RECORDS FOR THE TASK -
════════════════════

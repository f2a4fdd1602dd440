//! # haarlet - multi-level 2D Haar wavelet decomposition for Rust
//!
//! Decomposes a grayscale sample grid into a nested pyramid of Haar
//! sub-bands, sparsifies the coefficients by hard thresholding, reconstructs
//! an approximation and reports fidelity/compaction metrics.
//!
//! ## Features
//!
//! - **Exactly invertible butterfly** under orthonormal (`1/√2`) and
//!   averaging (`1/2`) normalization
//! - **Descriptor-bound coefficients**: reconstruction refuses coefficients
//!   paired with settings or a source that did not produce them
//! - **Typed sub-band views** over the nested quadrant layout
//! - **Edge policies** for grids not divisible by `2^levels`
//! - **Cooperative cancellation** between levels
//! - **Parallel row/column passes** (optional)
//!
//! ## Cargo Features
//!
//! - `std` (default): `std::error::Error` impls and environment configuration
//! - `parallel`: split row and column passes across threads with Rayon
//!
//! ## Example
//!
//! ```
//! use haarlet::{IntensityBuffer, PipelineConfig, Session};
//!
//! let data: Vec<f64> = (0..64).map(|i| (i * 4) as f64).collect();
//! let source = IntensityBuffer::from_vec(8, 8, data).unwrap();
//! let session = Session::new();
//! let ctx = session.prepare(source);
//! let config = PipelineConfig { levels: 2, threshold_epsilon: 10.0, ..Default::default() };
//! let outcome = session.recompute(&ctx, &config).unwrap();
//! println!("{}", outcome.report);
//! ```
//!
//! ## License
//!
//! Licensed under either of
//! - Apache License, Version 2.0 ([LICENSE-APACHE](LICENSE-APACHE) or https://www.apache.org/licenses/LICENSE-2.0)
//! - MIT license ([LICENSE-MIT](LICENSE-MIT) or https://opensource.org/licenses/MIT)
//!
//! at your option.

#![no_std]
extern crate alloc;
#[cfg(feature = "std")]
extern crate std;

/// Error type for every fallible operation.
pub mod error;

/// 1D Haar butterfly
///
/// Pairwise sum/difference forward and inverse on an even-length sequence.
pub mod butterfly;

/// 2D pyramid transform
///
/// Row-column multi-level decomposition, descriptors and bound coefficients.
pub mod pyramid;

/// Sub-band views over a coefficient grid.
pub mod bands;

/// Hard thresholding.
pub mod threshold;

/// MSE, PSNR, sparsity and display normalization.
pub mod metrics;

/// Processing-size resolution and resize targets.
pub mod sizing;

/// Pipeline configuration with environment overrides.
pub mod config;

/// Intensity buffers and their fingerprints.
pub mod image;

/// Cooperative cancellation between levels.
pub mod cancel;

/// Explicit-state transform pipeline.
pub mod pipeline;

pub use bands::{BandView, Region, Subband};
pub use butterfly::Normalization;
pub use cancel::{Cancel, NeverCancel};
pub use config::PipelineConfig;
pub use error::HaarError;
pub use image::{Fingerprint, IntensityBuffer};
pub use metrics::{QualityReport, SparsityReport};
pub use pipeline::{Context, ForwardOutput, Outcome, Session, SweepPoint};
pub use pyramid::{Coefficients, Descriptor, EdgePolicy, LevelSize};
pub use sizing::ProcessingSize;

════════════════════

WHAT THIS TASK INVOLVES - Please return every line of the listing exactly.

ANSWER AREA -
repository f2a4fdd1602dd440
//! # haarlet - multi-level 2D Haar wavelet decomposition for Rust
//!
//! Decomposes a grayscale sample grid into a nested pyramid of Haar
//! sub-bands, sparsifies the coefficients by hard thresholding, reconstructs
//! an approximation and reports fidelity/compaction metrics.
//!
//! ## Features
//!
//! - **Exactly invertible butterfly** under orthonormal (`1/√2`) and
//!   averaging (`1/2`) normalization
//! - **Descriptor-bound coefficients**: reconstruction refuses coefficients
//!   paired with settings or a source that did not produce them
//! - **Typed sub-band views** over the nested quadrant layout
//! - **Edge policies** for grids not divisible by `2^levels`
//! - **Cooperative cancellation** between levels
//! - **Parallel row/column passes** (optional)
//!
//! ## Cargo Features
//!
//! - `std` (default): `std::error::Error` impls and environment configuration
//! - `parallel`: split row and column passes across threads with Rayon
//!
//! ## Example
//!
//! ```
//! use haarlet::{IntensityBuffer, PipelineConfig, Session};
//!
//! let data: Vec<f64> = (0..64).map(|i| (i * 4) as f64).collect();
//! let source = IntensityBuffer::from_vec(8, 8, data).unwrap();
//! let session = Session::new();
//! let ctx = session.prepare(source);
//! let config = PipelineConfig { levels: 2, threshold_epsilon: 10.0, ..Default::default() };
//! let outcome = session.recompute(&ctx, &config).unwrap();
//! println!("{}", outcome.report);
//! ```
//!
//! ## License
//!
//! Licensed under either of
//! - Apache License, Version 2.0 ([LICENSE-APACHE](LICENSE-APACHE) or https://www.apache.org/licenses/LICENSE-2.0)
//! - MIT license ([LICENSE-MIT](LICENSE-MIT) or https://opensource.org/licenses/MIT)
//!
//! at your option.

#![no_std]
extern crate alloc;
#[cfg(feature = "std")]
extern crate std;

/// Error type for every fallible operation.
pub mod error;

/// 1D Haar butterfly
///
/// Pairwise sum/difference forward and inverse on an even-length sequence.
pub mod butterfly;

/// 2D pyramid transform
///
/// Row-column multi-level decomposition, descriptors and bound coefficients.
pub mod pyramid;

/// Sub-band views over a coefficient grid.
pub mod bands;

/// Hard thresholding.
pub mod threshold;

/// MSE, PSNR, sparsity and display normalization.
pub mod metrics;

/// Processing-size resolution and resize targets.
pub mod sizing;

/// Pipeline configuration with environment overrides.
pub mod config;

/// Intensity buffers and their fingerprints.
pub mod image;

/// Cooperative cancellation between levels.
pub mod cancel;

/// Explicit-state transform pipeline.
pub mod pipeline;

pub use bands::{BandView, Region, Subband};
pub use butterfly::Normalization;
pub use cancel::{Cancel, NeverCancel};
pub use config::PipelineConfig;
pub use error::HaarError;
pub use image::{Fingerprint, IntensityBuffer};
pub use metrics::{QualityReport, SparsityReport};
pub use pipeline::{Context, ForwardOutput, Outcome, Session, SweepPoint};
pub use pyramid::{Coefficients, Descriptor, EdgePolicy, LevelSize};
pub use sizing::ProcessingSize;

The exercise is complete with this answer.